Ahora, en el verano de 1999, vuelve enamoradísima de Carvalho y su ex cliente le monta una tienda de dietética en el Puerto Olímpico, retratado en la portada del libro. Pero el ex cliente de Charo, influyente político de la administración autonómica catalana, quiere también ayudar a Carvalho a reorganizar su vida y para ello lo introduce en los ambientes de los Servicios de Inteligencia catalanes, como Vázquez Montalbán viene prometiendo desde hace años
A pocos meses del final del milenio, Carvalho vivirá una historia de amor, sectas, espionaje y muerte. Convocado para seguir un curso de espía y reclamado por una extraña mujer que primero le envía fax enigmáticos, luego enamorados, Carvalho convive con la sospecha de que ha sido elegido para una finalidad que no puede controlar. A Carvalho esto parece inquietarle al principio y luego gustarle: Charo no consigue alelarlo con su vuelta.

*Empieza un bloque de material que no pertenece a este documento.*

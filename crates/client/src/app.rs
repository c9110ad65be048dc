//! Store lifecycle: created at app start, torn down at sign-out.

use std::sync::Arc;

use gravekeeper_core::confirmation::ConfirmationPrompt;
use gravekeeper_core::types::DbId;

use crate::backend::MemorialBackend;
use crate::deceased::DeceasedStore;
use crate::error::ClientError;
use crate::graveyards::GraveyardStore;
use crate::models::{Deceased, DeletionReport};
use crate::session::AuthSession;

/// The three stores sharing one backend.
pub struct MemorialApp<B> {
    pub auth: AuthSession<B>,
    pub graveyards: GraveyardStore<B>,
    pub deceased: DeceasedStore<B>,
}

impl<B: MemorialBackend> MemorialApp<B> {
    pub fn new(backend: Arc<B>) -> Self {
        Self {
            auth: AuthSession::new(backend.clone()),
            graveyards: GraveyardStore::new(backend.clone()),
            deceased: DeceasedStore::new(backend),
        }
    }

    /// Restore the session and, when signed in, load all data.
    pub async fn start(&mut self) -> Result<(), ClientError> {
        self.auth.initialize().await?;
        if self.auth.user().is_some() {
            self.load().await?;
        }
        Ok(())
    }

    /// Fetch graveyards and memorials for the signed-in user.
    pub async fn load(&mut self) -> Result<(), ClientError> {
        self.graveyards.fetch().await?;
        self.deceased.fetch().await?;
        Ok(())
    }

    pub async fn sign_out(&mut self) {
        self.auth.sign_out().await;
        self.teardown();
    }

    /// Memorials of the active graveyard, newest first.
    pub fn active_memorials(&self) -> Vec<&Deceased> {
        match self.graveyards.active() {
            Some(graveyard) => self.deceased.for_graveyard(graveyard.id),
            None => Vec::new(),
        }
    }

    /// Delete a graveyard and drop its memorials from the local cache.
    pub async fn delete_graveyard(&mut self, id: DbId) -> Result<(), ClientError> {
        self.graveyards.delete(id).await?;
        self.deceased.forget_graveyard(id);
        Ok(())
    }

    pub async fn delete_account(
        &mut self,
        prompt: &ConfirmationPrompt,
    ) -> Result<DeletionReport, ClientError> {
        let report = self.auth.delete_account(prompt).await?;
        self.teardown();
        Ok(report)
    }

    fn teardown(&mut self) {
        self.graveyards.clear();
        self.deceased.clear();
    }
}
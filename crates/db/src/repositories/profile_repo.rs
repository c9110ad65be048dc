//! Repository for the `profiles` table.

use gravekeeper_core::types::DbId;
use sqlx::PgPool;

use crate::models::profile::{Profile, UpdateProfile};

pub(crate) const COLUMNS: &str = "id, email, graveyard_name, graveyard_theme, created_at";

pub struct ProfileRepo;

impl ProfileRepo {
    pub async fn find_by_id(pool: &PgPool, user_id: DbId) -> Result<Option<Profile>, sqlx::Error> {
        let query = format!("SELECT {COLUMNS} FROM profiles WHERE id = $1");
        sqlx::query_as::<_, Profile>(&query)
            .bind(user_id)
            .fetch_optional(pool)
            .await
    }

    /// Apply a partial update, creating the profile first if it is missing.
    ///
    /// Only non-`None` fields in `input` are applied.
    pub async fn upsert(
        pool: &PgPool,
        user_id: DbId,
        email: &str,
        input: &UpdateProfile,
    ) -> Result<Profile, sqlx::Error> {
        let query = format!(
            "INSERT INTO profiles (id, email, graveyard_name, graveyard_theme)
             VALUES ($1, $2, $3, $4)
             ON CONFLICT (id) DO UPDATE SET
                graveyard_name = COALESCE(EXCLUDED.graveyard_name, profiles.graveyard_name),
                graveyard_theme = COALESCE(EXCLUDED.graveyard_theme, profiles.graveyard_theme)
             RETURNING {COLUMNS}"
        );
        sqlx::query_as::<_, Profile>(&query)
            .bind(user_id)
            .bind(email)
            .bind(&input.graveyard_name)
            .bind(&input.graveyard_theme)
            .fetch_one(pool)
            .await
    }
}
//! HTTP-level integration tests for memorial records.

mod common;

use axum::http::StatusCode;
use common::{
    body_json, create_memorial, delete_auth, get_auth, list_graveyards, post_json_auth,
    put_json_auth, signup, TestUser,
};
use serde_json::json;
use sqlx::PgPool;

async fn user_with_graveyard(app: axum::Router, email: &str) -> (TestUser, i64) {
    let user = signup(app.clone(), email).await;
    let graveyard = list_graveyards(app, &user.token).await[0]["id"].as_i64().unwrap();
    (user, graveyard)
}

#[sqlx::test(migrations = "../db/migrations")]
async fn test_create_uses_defaults_and_random_position(pool: PgPool) {
    let app = common::build_test_app(pool);
    let (user, graveyard) = user_with_graveyard(app.clone(), "d@x.com").await;

    let row = create_memorial(app, &user.token, graveyard, "Jane Doe").await;
    assert_eq!(row["name"], "Jane Doe");
    assert_eq!(row["tombstone_style"], 1);
    assert!(row["birth_date"].is_null());
    assert!(row["notes"].is_null());
    assert_eq!(row["user_id"], user.id);
    for axis in ["position_x", "position_y"] {
        let v = row[axis].as_i64().unwrap();
        assert!((0..100).contains(&v), "{axis} out of range: {v}");
    }
}

#[sqlx::test(migrations = "../db/migrations")]
async fn test_new_memorial_heads_the_list_once(pool: PgPool) {
    let app = common::build_test_app(pool);
    let (user, graveyard) = user_with_graveyard(app.clone(), "head@x.com").await;
    create_memorial(app.clone(), &user.token, graveyard, "First").await;
    let newest = create_memorial(app.clone(), &user.token, graveyard, "Second").await;

    let response = get_auth(app, "/api/v1/deceased", &user.token).await;
    let rows = body_json(response).await["data"].as_array().unwrap().clone();
    assert_eq!(rows[0]["id"], newest["id"]);
    assert_eq!(rows.iter().filter(|r| r["id"] == newest["id"]).count(), 1);
}

#[sqlx::test(migrations = "../db/migrations")]
async fn test_list_filters_by_graveyard(pool: PgPool) {
    let app = common::build_test_app(pool);
    let (user, first) = user_with_graveyard(app.clone(), "f@x.com").await;
    let body = json!({ "name": "Second", "theme": "final-meadow" });
    let response = post_json_auth(app.clone(), "/api/v1/graveyards", body, &user.token).await;
    let second = body_json(response).await["data"]["id"].as_i64().unwrap();

    create_memorial(app.clone(), &user.token, first, "In first").await;
    create_memorial(app.clone(), &user.token, second, "In second").await;

    let uri = format!("/api/v1/deceased?graveyard_id={second}");
    let rows = body_json(get_auth(app, &uri, &user.token).await).await["data"].clone();
    assert_eq!(rows.as_array().unwrap().len(), 1);
    assert_eq!(rows[0]["name"], "In second");
}

#[sqlx::test(migrations = "../db/migrations")]
async fn test_create_validation(pool: PgPool) {
    let app = common::build_test_app(pool);
    let (user, graveyard) = user_with_graveyard(app.clone(), "val@x.com").await;

    for body in [
        json!({ "graveyard_id": graveyard, "name": "", "epitaph": "E" }),
        json!({ "graveyard_id": graveyard, "name": "x".repeat(51), "epitaph": "E" }),
        json!({ "graveyard_id": graveyard, "name": "N", "epitaph": "e".repeat(101) }),
        json!({ "graveyard_id": graveyard, "name": "N", "epitaph": "E", "notes": "n".repeat(1001) }),
        json!({ "graveyard_id": graveyard, "name": "N", "epitaph": "E", "tombstone_style": 9 }),
        json!({ "graveyard_id": graveyard, "name": "N", "epitaph": "E", "position_x": 100 }),
    ] {
        let response = post_json_auth(app.clone(), "/api/v1/deceased", body, &user.token).await;
        assert_eq!(response.status(), StatusCode::BAD_REQUEST);
        assert_eq!(body_json(response).await["code"], "VALIDATION_ERROR");
    }
}

#[sqlx::test(migrations = "../db/migrations")]
async fn test_cannot_bury_in_someone_elses_graveyard(pool: PgPool) {
    let app = common::build_test_app(pool);
    let (_owner, graveyard) = user_with_graveyard(app.clone(), "own@x.com").await;
    let intruder = signup(app.clone(), "in@x.com").await;

    let body = json!({ "graveyard_id": graveyard, "name": "N", "epitaph": "E" });
    let response = post_json_auth(app, "/api/v1/deceased", body, &intruder.token).await;
    assert_eq!(response.status(), StatusCode::NOT_FOUND);
}

#[sqlx::test(migrations = "../db/migrations")]
async fn test_update_is_partial_and_clears_with_null(pool: PgPool) {
    let app = common::build_test_app(pool);
    let (user, graveyard) = user_with_graveyard(app.clone(), "upd@x.com").await;

    let body = json!({
        "graveyard_id": graveyard,
        "name": "Old Tom",
        "epitaph": "Gone fishing",
        "birth_date": "1931-05-17",
        "death_date": "2004-11-02",
        "notes": "Liked boats",
        "tombstone_style": 3,
    });
    let response = post_json_auth(app.clone(), "/api/v1/deceased", body, &user.token).await;
    let created = body_json(response).await["data"].clone();
    let uri = format!("/api/v1/deceased/{}", created["id"]);

    let patch = json!({ "birth_date": null, "notes": "   ", "epitaph": "Still fishing" });
    let response = put_json_auth(app.clone(), &uri, patch, &user.token).await;
    assert_eq!(response.status(), StatusCode::OK);

    let updated = body_json(response).await["data"].clone();
    assert!(updated["birth_date"].is_null());
    assert_eq!(updated["death_date"], "2004-11-02");
    assert!(updated["notes"].is_null());
    assert_eq!(updated["epitaph"], "Still fishing");
    assert_eq!(updated["name"], "Old Tom");
    assert_eq!(updated["tombstone_style"], 3);
    assert_ne!(updated["updated_at"], created["updated_at"]);

    let detail_uri = format!("{uri}/detail");
    let detail = body_json(get_auth(app, &detail_uri, &user.token).await).await["data"].clone();
    assert_eq!(detail["dates"], "? — 2004-11-02");
    assert_eq!(detail["shape"], "rip-stone");
    assert!(detail["notes"].is_null());
}

#[sqlx::test(migrations = "../db/migrations")]
async fn test_delete_removes_only_that_memorial(pool: PgPool) {
    let app = common::build_test_app(pool);
    let (user, graveyard) = user_with_graveyard(app.clone(), "del@x.com").await;
    let keep = create_memorial(app.clone(), &user.token, graveyard, "Keep").await;
    let gone = create_memorial(app.clone(), &user.token, graveyard, "Gone").await;

    let uri = format!("/api/v1/deceased/{}", gone["id"]);
    let response = delete_auth(app.clone(), &uri, &user.token).await;
    assert_eq!(response.status(), StatusCode::NO_CONTENT);

    let response = get_auth(app.clone(), &uri, &user.token).await;
    assert_eq!(response.status(), StatusCode::NOT_FOUND);

    let response = delete_auth(app.clone(), &uri, &user.token).await;
    assert_eq!(response.status(), StatusCode::NOT_FOUND);

    let rows = body_json(get_auth(app, "/api/v1/deceased", &user.token).await).await["data"].clone();
    let ids: Vec<_> = rows.as_array().unwrap().iter().map(|r| r["id"].clone()).collect();
    assert_eq!(ids, vec![keep["id"].clone()]);
}

#[sqlx::test(migrations = "../db/migrations")]
async fn test_deleting_graveyard_cascades_memorials(pool: PgPool) {
    let app = common::build_test_app(pool);
    let (user, first) = user_with_graveyard(app.clone(), "casc@x.com").await;
    let body = json!({ "name": "Doomed", "theme": "stillwater" });
    let response = post_json_auth(app.clone(), "/api/v1/graveyards", body, &user.token).await;
    let doomed = body_json(response).await["data"]["id"].as_i64().unwrap();

    create_memorial(app.clone(), &user.token, first, "Safe").await;
    let lost = create_memorial(app.clone(), &user.token, doomed, "Lost").await;

    let uri = format!("/api/v1/graveyards/{doomed}");
    let response = delete_auth(app.clone(), &uri, &user.token).await;
    assert_eq!(response.status(), StatusCode::NO_CONTENT);

    let uri = format!("/api/v1/deceased/{}", lost["id"]);
    let response = get_auth(app, &uri, &user.token).await;
    assert_eq!(response.status(), StatusCode::NOT_FOUND);
}
//! Route definitions for the `/auth` resource.

use axum::routing::{get, post};
use axum::Router;

use crate::handlers::auth;
use crate::state::AppState;

/// Routes mounted at `/auth`.
///
/// ```text
/// POST /signup   -> signup
/// POST /login    -> login
/// POST /refresh  -> refresh
/// POST /logout   -> logout (requires auth)
/// GET  /me       -> me (requires auth)
/// ```
pub fn router() -> Router<AppState> {
    Router::new()
        .route("/signup", post(auth::signup))
        .route("/login", post(auth::login))
        .route("/refresh", post(auth::refresh))
        .route("/logout", post(auth::logout))
        .route("/me", get(auth::me))
}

Bajo el peso del eterno diseñador del mundo, el poder del dinero, el detective hace suya la ansiedad de Beckett: `Esto no es moverse, esto es ser movido` y, por primera vez en su ya larga vida literaria, asume su condición de instrumento para la tragedia.
Ojo con los faxes que recibe Carvalho: se parecen mucho a los del extraño cuento `Una lectora corrige a su escritor` preferido que Vázquez Montalbán publicó el verano pasado. Se supone que en la entrega siguiente, Milenio, Carvalho y Biscuter dan la vuelta al mundo y esto está anunciado almenos desde 1988: «…será un homenaje a La vuelta al mundo en 80 días de Julio Verne, realizada por Biscuter y Carvalho, y ahí se producirá el desenlace de la historia, y eso será todo.» dijo entonces Vázquez Montalbán en una célebre entrevista con José F. Colmeiro. Pero en una reciente larga entrevista en México ha dicho de Carvalho: «o lo jubilo luego de dar una vuelta al mundo que hará con Biscuter, algo que está anunciado desde hace 25 años y lo cual pienso cumplir en una novela de título Milenio, o bien lo reconvierto».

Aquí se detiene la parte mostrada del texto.